Required action: Look for the string "contains" in the data below, and copy each line that holds it.

Exercise input:
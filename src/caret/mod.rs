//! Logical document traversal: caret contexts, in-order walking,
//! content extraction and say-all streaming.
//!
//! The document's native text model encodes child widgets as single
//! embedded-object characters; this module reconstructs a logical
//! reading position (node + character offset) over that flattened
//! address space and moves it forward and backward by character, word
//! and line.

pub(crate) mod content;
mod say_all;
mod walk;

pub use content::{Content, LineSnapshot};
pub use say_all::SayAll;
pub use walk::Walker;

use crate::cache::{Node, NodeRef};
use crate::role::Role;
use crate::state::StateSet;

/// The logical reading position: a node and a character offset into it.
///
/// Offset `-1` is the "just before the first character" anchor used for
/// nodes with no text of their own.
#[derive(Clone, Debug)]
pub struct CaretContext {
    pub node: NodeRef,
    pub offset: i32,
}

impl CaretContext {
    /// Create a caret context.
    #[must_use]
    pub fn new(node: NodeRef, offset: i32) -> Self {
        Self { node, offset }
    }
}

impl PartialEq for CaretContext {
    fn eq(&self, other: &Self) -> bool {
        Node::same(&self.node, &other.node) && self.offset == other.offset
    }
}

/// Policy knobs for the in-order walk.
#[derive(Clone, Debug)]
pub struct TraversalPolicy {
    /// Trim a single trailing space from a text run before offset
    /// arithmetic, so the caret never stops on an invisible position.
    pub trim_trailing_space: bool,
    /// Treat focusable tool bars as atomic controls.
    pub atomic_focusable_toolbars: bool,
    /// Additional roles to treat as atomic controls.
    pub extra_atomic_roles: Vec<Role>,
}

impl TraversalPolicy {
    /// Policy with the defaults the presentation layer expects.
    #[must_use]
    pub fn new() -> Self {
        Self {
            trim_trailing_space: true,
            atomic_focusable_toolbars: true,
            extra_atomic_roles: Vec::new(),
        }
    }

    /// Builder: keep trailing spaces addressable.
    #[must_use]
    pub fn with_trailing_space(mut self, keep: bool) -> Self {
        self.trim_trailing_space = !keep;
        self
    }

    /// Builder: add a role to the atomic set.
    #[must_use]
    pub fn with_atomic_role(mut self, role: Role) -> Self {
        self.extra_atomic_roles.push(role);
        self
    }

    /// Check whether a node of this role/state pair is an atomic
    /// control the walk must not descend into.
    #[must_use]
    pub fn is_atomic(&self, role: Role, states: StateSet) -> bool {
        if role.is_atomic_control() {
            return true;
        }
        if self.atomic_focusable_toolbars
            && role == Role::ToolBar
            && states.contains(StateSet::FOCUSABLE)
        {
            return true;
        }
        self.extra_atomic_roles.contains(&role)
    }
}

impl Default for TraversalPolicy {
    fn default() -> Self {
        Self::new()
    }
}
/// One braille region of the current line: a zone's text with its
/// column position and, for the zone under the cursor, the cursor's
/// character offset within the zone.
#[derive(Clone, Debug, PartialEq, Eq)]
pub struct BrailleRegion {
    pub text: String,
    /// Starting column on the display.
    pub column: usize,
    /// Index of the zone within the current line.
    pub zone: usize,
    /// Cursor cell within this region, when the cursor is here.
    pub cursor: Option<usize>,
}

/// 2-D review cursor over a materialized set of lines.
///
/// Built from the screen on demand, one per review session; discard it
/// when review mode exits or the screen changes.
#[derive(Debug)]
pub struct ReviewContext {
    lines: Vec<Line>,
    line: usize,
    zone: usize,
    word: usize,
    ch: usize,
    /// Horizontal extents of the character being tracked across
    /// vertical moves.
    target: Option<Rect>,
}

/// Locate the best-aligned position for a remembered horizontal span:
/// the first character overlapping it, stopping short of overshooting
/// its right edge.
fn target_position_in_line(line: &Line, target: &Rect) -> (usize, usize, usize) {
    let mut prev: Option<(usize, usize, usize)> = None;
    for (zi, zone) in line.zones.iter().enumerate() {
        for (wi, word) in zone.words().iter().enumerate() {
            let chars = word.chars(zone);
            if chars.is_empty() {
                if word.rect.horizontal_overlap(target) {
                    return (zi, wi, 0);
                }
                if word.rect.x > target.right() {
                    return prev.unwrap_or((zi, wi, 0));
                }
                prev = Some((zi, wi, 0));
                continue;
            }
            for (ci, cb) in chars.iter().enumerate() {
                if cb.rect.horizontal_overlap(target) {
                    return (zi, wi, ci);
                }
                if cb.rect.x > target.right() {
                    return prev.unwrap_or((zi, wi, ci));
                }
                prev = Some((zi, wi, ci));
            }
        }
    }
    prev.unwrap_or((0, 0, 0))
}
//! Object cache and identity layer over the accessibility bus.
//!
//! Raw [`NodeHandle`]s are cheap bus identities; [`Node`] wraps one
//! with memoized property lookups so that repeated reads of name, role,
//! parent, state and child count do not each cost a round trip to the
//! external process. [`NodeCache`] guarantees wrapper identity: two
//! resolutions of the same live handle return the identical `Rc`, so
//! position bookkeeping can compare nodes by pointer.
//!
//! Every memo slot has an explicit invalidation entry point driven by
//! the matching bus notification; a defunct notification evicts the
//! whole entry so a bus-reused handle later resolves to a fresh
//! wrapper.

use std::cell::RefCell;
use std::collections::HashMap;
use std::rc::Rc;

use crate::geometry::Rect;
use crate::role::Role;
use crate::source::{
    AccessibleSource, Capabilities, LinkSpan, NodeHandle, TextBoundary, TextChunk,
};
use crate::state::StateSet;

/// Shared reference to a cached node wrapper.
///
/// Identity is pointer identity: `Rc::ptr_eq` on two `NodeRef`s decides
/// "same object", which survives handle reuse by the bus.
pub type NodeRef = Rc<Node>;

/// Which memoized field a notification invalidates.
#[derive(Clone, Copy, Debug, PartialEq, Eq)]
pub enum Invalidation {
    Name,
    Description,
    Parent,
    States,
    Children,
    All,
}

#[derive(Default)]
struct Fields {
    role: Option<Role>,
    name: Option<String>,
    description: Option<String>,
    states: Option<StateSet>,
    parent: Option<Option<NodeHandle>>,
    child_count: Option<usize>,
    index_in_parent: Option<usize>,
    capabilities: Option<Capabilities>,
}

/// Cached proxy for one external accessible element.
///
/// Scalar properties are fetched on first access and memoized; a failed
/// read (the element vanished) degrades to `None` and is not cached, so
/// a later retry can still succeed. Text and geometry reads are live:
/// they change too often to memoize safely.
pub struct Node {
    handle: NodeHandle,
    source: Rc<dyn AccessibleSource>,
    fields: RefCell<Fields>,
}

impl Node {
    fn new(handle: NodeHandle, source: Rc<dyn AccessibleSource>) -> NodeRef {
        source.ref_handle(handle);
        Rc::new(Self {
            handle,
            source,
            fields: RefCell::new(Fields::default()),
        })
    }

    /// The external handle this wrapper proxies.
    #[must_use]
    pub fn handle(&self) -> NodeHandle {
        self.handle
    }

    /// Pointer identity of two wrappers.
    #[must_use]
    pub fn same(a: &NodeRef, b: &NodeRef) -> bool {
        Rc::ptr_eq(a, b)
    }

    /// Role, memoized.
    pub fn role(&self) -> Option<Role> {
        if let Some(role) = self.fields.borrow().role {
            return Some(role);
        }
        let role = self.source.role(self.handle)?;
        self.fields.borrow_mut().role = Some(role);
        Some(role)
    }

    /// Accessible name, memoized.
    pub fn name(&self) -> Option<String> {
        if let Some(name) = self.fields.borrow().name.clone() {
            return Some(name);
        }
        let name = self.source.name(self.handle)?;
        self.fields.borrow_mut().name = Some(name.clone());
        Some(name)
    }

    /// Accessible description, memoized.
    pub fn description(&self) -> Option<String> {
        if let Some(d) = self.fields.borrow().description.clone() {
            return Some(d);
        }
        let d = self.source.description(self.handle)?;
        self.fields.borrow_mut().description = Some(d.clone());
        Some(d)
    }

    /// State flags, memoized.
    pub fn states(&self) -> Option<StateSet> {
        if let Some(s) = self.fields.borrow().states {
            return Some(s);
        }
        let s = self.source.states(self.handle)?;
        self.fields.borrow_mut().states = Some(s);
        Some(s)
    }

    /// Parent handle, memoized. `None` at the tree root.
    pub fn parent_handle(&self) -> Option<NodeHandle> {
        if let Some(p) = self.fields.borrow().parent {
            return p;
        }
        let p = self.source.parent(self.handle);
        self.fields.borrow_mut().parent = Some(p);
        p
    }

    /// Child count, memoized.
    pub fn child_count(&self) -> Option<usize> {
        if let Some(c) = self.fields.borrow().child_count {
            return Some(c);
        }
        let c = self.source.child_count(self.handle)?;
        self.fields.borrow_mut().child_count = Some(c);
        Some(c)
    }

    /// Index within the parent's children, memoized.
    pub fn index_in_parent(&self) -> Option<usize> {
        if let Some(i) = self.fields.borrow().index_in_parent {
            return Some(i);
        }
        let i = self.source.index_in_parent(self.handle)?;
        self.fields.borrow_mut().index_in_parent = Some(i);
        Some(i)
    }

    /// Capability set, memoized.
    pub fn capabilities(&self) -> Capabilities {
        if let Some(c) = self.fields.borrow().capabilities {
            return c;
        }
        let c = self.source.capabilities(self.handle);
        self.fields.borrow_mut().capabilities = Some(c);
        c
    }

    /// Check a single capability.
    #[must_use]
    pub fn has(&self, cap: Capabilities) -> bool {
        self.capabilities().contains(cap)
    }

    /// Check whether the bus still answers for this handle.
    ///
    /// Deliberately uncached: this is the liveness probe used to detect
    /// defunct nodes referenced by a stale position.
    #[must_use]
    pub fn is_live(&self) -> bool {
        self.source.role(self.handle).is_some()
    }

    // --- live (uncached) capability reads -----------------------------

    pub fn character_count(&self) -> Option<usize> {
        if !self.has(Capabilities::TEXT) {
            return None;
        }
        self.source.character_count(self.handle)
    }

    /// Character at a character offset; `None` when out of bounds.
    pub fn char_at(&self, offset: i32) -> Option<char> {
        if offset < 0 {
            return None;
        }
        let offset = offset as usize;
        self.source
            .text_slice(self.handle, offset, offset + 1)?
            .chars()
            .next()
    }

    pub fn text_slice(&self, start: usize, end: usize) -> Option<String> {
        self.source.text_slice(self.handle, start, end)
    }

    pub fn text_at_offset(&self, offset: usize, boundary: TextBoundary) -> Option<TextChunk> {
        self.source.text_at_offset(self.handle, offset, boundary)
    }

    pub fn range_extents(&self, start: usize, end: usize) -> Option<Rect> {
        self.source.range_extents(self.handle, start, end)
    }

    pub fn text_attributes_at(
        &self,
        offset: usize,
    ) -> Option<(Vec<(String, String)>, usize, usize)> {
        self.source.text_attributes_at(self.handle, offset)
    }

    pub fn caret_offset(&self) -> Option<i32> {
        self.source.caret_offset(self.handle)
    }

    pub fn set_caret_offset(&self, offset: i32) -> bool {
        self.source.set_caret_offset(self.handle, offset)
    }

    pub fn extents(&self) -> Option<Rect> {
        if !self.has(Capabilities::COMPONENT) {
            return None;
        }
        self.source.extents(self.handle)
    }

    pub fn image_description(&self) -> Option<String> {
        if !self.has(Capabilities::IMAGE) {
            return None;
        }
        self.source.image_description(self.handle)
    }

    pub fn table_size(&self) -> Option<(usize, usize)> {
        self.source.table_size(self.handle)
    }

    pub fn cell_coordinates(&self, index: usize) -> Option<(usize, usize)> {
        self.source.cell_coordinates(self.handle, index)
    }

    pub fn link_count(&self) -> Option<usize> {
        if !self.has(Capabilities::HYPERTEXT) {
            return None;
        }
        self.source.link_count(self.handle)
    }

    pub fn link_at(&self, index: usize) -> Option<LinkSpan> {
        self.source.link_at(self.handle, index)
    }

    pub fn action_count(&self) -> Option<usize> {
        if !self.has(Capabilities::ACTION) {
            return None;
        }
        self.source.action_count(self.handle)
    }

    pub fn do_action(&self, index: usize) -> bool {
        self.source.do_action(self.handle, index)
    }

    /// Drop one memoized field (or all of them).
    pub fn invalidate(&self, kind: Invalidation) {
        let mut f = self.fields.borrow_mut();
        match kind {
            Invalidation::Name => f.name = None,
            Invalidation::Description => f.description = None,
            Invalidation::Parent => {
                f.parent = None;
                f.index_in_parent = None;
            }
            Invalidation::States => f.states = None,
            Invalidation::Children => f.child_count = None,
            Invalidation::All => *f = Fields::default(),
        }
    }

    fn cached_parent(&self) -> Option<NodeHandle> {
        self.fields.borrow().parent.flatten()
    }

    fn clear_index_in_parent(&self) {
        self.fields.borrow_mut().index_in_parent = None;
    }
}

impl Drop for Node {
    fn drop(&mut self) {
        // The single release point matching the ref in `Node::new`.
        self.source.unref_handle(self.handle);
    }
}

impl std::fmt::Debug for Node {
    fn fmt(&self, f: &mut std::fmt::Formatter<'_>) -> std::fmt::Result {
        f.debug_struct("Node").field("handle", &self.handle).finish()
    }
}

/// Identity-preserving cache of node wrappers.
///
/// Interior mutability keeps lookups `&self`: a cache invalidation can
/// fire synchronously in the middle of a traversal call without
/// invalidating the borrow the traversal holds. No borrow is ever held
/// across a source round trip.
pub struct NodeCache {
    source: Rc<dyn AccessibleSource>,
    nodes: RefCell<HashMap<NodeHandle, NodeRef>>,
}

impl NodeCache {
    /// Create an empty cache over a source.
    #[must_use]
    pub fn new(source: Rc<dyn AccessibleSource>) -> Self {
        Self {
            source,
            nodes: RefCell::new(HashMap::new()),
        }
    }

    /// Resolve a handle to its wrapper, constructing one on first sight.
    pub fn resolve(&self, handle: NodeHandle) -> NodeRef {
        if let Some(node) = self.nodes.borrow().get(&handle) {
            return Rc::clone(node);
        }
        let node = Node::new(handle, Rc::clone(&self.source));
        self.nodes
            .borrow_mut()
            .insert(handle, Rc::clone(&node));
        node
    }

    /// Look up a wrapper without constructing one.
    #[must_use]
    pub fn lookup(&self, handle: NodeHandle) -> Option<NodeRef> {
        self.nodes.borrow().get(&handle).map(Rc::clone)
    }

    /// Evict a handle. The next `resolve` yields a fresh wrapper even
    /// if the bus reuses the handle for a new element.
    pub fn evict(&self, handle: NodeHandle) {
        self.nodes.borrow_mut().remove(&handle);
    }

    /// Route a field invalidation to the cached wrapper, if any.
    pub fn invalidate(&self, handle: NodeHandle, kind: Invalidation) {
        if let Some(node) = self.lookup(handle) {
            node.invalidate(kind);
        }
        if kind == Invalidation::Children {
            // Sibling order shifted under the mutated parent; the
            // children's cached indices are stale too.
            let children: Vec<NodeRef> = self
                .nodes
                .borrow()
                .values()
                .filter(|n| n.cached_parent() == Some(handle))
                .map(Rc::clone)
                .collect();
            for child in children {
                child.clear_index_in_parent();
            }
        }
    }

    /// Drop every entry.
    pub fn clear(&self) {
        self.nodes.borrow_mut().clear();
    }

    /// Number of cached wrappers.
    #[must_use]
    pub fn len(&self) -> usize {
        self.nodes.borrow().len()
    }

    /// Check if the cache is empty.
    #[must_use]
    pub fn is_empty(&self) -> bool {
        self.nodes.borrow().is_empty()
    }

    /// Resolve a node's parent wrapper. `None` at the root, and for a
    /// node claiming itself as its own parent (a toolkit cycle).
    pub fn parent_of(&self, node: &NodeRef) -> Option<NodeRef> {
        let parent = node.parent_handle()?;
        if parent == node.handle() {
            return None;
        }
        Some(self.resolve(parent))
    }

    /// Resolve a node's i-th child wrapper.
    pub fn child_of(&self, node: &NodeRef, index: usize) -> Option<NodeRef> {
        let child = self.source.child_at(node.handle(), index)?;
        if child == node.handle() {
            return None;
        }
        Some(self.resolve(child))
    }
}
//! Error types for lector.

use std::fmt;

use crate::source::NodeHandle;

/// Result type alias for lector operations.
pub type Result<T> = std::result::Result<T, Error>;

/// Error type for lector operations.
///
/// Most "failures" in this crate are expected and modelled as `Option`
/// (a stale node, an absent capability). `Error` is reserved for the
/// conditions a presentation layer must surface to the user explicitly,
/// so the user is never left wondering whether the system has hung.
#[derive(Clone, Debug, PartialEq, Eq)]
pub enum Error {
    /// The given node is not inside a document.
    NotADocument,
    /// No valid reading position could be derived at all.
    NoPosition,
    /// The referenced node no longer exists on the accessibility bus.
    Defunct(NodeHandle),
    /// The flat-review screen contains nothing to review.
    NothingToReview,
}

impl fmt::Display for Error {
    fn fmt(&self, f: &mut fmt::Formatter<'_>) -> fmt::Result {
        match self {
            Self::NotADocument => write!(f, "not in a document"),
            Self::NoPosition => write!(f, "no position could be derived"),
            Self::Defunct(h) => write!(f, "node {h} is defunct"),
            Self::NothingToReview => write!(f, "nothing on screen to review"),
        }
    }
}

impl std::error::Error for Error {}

Solution to the exercise:
            && states.contains(StateSet::FOCUSABLE)
        self.extra_atomic_roles.contains(&role)
        self.capabilities().contains(cap)
    /// The flat-review screen contains nothing to review.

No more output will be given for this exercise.